> Exercise inputs:
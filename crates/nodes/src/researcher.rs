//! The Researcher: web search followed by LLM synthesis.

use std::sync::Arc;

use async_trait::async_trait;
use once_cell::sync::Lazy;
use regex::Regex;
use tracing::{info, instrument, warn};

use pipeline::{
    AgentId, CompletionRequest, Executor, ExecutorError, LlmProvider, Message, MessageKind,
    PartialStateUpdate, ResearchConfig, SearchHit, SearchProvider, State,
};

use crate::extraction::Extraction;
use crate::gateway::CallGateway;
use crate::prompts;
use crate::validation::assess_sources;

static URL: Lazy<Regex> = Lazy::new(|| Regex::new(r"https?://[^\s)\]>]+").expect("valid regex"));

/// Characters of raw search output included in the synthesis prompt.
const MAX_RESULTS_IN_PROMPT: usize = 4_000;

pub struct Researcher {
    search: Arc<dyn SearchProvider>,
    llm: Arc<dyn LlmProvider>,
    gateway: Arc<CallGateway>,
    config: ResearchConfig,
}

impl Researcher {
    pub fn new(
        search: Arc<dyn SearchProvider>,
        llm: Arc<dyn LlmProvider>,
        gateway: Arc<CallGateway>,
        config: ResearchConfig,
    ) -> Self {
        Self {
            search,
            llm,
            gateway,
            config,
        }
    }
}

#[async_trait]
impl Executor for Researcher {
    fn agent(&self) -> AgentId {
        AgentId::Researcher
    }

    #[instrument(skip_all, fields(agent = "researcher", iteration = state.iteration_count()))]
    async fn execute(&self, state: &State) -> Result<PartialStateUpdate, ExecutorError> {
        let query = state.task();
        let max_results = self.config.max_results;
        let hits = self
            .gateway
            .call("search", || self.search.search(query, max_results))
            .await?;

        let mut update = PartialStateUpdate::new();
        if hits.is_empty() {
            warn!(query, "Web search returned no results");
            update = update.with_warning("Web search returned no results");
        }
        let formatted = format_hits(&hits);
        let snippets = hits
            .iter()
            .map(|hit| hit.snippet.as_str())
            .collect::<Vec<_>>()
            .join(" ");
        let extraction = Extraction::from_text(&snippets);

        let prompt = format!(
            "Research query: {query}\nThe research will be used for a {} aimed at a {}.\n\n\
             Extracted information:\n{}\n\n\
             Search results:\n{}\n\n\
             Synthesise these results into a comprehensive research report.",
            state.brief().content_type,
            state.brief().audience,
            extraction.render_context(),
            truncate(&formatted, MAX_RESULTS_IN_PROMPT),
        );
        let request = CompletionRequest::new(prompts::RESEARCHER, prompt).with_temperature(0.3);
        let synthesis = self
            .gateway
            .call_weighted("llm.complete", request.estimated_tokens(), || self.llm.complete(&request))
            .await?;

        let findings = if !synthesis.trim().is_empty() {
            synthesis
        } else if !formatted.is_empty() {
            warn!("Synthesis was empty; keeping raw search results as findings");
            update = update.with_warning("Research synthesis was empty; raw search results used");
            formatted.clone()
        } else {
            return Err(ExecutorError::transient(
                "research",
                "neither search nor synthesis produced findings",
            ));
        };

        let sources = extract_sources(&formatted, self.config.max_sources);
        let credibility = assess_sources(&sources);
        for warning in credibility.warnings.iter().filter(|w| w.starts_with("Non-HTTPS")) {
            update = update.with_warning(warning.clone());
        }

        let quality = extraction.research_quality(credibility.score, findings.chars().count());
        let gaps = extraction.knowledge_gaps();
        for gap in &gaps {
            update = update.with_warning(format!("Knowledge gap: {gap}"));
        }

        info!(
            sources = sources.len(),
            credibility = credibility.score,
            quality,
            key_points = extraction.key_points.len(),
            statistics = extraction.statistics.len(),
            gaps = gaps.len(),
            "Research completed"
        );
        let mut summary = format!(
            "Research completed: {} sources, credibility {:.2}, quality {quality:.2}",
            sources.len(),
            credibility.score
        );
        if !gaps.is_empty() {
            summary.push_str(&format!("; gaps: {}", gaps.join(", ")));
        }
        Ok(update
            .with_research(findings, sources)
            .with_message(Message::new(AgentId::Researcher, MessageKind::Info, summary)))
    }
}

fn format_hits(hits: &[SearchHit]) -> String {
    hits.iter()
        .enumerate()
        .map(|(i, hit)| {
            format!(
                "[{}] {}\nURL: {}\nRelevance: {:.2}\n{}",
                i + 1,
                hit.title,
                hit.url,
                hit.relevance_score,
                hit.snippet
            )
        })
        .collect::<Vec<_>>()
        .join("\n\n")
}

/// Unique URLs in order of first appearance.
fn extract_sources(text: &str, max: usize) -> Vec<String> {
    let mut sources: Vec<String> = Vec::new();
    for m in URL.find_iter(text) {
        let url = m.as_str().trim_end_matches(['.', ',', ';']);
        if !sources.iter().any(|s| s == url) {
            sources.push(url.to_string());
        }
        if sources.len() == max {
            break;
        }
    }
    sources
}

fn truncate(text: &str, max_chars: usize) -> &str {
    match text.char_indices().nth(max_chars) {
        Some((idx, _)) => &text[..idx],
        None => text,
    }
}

* * *

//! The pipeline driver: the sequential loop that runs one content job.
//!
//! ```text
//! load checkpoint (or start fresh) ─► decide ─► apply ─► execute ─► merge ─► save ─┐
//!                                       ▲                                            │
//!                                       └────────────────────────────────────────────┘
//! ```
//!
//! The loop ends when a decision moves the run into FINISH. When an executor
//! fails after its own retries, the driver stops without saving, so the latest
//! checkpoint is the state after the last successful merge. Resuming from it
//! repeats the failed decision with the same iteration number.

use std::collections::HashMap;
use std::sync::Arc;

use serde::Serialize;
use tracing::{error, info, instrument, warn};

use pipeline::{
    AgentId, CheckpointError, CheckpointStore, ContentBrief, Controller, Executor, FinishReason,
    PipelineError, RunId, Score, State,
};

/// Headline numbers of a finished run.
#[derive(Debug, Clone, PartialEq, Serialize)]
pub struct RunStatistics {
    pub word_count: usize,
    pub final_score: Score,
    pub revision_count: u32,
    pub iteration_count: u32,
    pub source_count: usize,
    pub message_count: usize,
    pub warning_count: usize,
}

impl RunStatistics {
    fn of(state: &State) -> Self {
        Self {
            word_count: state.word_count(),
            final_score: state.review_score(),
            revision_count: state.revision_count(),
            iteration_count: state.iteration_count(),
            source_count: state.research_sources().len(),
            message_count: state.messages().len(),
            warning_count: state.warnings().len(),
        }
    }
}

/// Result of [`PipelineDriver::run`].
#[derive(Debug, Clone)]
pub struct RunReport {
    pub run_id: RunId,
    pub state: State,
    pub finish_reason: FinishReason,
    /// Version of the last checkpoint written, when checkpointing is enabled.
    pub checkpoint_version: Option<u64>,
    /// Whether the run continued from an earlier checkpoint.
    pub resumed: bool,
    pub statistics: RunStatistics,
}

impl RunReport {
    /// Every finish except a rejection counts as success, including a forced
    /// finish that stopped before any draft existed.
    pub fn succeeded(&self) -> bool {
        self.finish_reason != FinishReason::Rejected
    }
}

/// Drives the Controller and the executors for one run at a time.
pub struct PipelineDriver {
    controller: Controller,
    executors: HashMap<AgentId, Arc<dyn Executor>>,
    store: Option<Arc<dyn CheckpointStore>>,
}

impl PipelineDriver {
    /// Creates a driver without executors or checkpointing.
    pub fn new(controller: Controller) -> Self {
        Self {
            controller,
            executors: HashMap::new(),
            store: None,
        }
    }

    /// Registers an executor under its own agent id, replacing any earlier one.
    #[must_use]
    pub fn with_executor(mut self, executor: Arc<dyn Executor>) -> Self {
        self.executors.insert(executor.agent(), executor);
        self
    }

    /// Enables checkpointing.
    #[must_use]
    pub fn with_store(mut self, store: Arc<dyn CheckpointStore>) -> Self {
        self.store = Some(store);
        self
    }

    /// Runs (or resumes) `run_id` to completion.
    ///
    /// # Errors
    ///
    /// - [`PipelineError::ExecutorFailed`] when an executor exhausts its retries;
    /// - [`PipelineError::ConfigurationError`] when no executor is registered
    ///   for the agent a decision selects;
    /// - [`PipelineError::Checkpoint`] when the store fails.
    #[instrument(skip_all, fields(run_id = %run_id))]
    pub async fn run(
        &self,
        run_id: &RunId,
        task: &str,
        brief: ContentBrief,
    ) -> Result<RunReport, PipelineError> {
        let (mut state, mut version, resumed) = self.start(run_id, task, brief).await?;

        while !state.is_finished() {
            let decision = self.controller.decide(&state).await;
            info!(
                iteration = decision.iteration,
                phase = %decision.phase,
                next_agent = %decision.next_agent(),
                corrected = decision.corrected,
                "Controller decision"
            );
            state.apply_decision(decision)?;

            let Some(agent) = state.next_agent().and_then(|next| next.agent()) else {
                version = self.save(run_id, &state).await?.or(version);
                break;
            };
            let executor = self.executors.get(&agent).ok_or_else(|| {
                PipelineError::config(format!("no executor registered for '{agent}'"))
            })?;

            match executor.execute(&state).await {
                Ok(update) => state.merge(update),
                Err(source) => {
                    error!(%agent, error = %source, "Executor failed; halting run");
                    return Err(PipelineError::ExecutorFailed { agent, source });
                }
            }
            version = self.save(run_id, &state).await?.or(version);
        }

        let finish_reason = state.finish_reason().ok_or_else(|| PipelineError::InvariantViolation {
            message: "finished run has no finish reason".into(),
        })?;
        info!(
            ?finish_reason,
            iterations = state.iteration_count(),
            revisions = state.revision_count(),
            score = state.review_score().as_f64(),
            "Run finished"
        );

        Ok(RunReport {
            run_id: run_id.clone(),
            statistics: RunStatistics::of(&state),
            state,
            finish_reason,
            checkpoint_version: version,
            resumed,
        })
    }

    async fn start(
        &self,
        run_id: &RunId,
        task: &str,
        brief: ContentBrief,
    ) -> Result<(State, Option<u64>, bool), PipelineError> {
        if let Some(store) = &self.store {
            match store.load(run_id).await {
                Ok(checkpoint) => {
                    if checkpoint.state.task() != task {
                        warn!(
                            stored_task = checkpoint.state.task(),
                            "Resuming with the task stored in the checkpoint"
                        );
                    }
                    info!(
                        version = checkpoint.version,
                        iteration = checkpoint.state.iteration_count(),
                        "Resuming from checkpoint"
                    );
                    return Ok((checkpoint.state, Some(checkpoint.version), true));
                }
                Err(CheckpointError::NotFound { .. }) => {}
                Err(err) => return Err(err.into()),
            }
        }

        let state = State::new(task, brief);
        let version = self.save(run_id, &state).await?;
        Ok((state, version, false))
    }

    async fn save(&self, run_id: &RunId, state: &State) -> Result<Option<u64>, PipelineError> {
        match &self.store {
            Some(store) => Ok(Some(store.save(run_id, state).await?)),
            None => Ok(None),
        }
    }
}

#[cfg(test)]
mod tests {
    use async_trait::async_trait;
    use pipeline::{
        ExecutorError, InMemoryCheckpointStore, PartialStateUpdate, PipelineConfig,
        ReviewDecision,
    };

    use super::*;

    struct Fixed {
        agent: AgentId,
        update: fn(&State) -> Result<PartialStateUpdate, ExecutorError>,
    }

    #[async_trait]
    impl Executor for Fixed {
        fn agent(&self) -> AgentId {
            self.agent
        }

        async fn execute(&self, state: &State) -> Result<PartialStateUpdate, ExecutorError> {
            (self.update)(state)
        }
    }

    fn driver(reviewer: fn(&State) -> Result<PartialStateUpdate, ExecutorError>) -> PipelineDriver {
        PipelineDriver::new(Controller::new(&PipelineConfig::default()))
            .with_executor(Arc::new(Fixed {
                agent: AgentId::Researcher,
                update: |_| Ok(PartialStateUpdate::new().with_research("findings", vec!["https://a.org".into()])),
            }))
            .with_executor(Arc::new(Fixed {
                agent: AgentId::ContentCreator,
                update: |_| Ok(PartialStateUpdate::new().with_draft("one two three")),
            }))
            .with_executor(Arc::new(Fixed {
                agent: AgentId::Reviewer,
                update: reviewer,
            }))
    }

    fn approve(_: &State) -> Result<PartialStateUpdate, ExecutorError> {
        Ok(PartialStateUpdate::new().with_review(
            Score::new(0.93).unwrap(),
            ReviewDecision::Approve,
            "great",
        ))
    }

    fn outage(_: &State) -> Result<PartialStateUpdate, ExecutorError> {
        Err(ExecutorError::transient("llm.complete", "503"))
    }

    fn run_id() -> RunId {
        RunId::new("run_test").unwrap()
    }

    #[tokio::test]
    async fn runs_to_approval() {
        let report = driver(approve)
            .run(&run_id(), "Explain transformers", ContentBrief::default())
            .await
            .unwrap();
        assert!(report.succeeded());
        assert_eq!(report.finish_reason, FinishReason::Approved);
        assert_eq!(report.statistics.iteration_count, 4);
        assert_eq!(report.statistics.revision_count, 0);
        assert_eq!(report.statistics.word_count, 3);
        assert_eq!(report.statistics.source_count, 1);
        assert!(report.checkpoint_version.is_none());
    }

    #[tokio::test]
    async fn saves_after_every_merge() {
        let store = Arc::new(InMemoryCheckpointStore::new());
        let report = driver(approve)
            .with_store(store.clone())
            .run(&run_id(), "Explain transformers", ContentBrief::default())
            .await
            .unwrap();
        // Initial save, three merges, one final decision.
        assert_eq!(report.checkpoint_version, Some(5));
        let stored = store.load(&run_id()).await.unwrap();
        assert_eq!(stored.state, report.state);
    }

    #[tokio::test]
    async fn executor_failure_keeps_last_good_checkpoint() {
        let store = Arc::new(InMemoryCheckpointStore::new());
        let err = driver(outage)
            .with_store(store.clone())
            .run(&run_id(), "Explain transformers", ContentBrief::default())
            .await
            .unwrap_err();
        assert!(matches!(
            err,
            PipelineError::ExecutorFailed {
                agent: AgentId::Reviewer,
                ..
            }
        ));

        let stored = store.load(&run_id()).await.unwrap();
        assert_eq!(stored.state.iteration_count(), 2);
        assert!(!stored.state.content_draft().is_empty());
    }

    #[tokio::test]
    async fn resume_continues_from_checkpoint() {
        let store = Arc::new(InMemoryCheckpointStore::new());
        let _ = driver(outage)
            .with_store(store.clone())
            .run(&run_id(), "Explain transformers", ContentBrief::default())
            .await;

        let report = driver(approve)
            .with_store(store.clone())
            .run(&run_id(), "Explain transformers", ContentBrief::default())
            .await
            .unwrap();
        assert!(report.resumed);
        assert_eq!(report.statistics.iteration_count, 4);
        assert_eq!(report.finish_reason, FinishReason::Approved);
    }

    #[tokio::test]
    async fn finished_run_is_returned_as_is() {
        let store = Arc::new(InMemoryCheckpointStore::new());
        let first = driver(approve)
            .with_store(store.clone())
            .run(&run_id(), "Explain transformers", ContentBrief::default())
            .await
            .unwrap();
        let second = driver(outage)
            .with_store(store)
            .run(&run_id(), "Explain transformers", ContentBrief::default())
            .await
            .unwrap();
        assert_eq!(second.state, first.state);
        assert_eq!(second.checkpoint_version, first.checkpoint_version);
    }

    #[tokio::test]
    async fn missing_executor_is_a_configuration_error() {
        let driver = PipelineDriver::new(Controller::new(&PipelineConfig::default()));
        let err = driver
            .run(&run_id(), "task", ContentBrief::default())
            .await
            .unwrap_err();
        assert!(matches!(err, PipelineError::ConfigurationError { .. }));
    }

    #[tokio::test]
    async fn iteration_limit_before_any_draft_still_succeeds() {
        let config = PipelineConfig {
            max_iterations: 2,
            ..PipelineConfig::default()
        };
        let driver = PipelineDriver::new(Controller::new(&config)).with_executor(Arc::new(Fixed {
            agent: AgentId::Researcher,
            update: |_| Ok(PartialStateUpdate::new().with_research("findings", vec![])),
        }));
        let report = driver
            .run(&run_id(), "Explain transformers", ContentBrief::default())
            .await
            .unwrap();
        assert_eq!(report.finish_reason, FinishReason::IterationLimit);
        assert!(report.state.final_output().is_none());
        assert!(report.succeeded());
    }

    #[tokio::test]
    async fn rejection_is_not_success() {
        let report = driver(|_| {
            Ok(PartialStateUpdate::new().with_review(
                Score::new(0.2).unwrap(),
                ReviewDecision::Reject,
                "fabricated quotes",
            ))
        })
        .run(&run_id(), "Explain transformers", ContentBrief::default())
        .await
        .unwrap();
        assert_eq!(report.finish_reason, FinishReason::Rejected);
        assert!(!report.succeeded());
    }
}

> Work task: Scan the data for the string "findings" and copy each line in which it occurs.

> Written answer:
        let findings = if !synthesis.trim().is_empty() {
            warn!("Synthesis was empty; keeping raw search results as findings");
                "neither search nor synthesis produced findings",
        let quality = extraction.research_quality(credibility.score, findings.chars().count());
            .with_research(findings, sources)
                update: |_| Ok(PartialStateUpdate::new().with_research("findings", vec!["https://a.org".into()])),
            update: |_| Ok(PartialStateUpdate::new().with_research("findings", vec![])),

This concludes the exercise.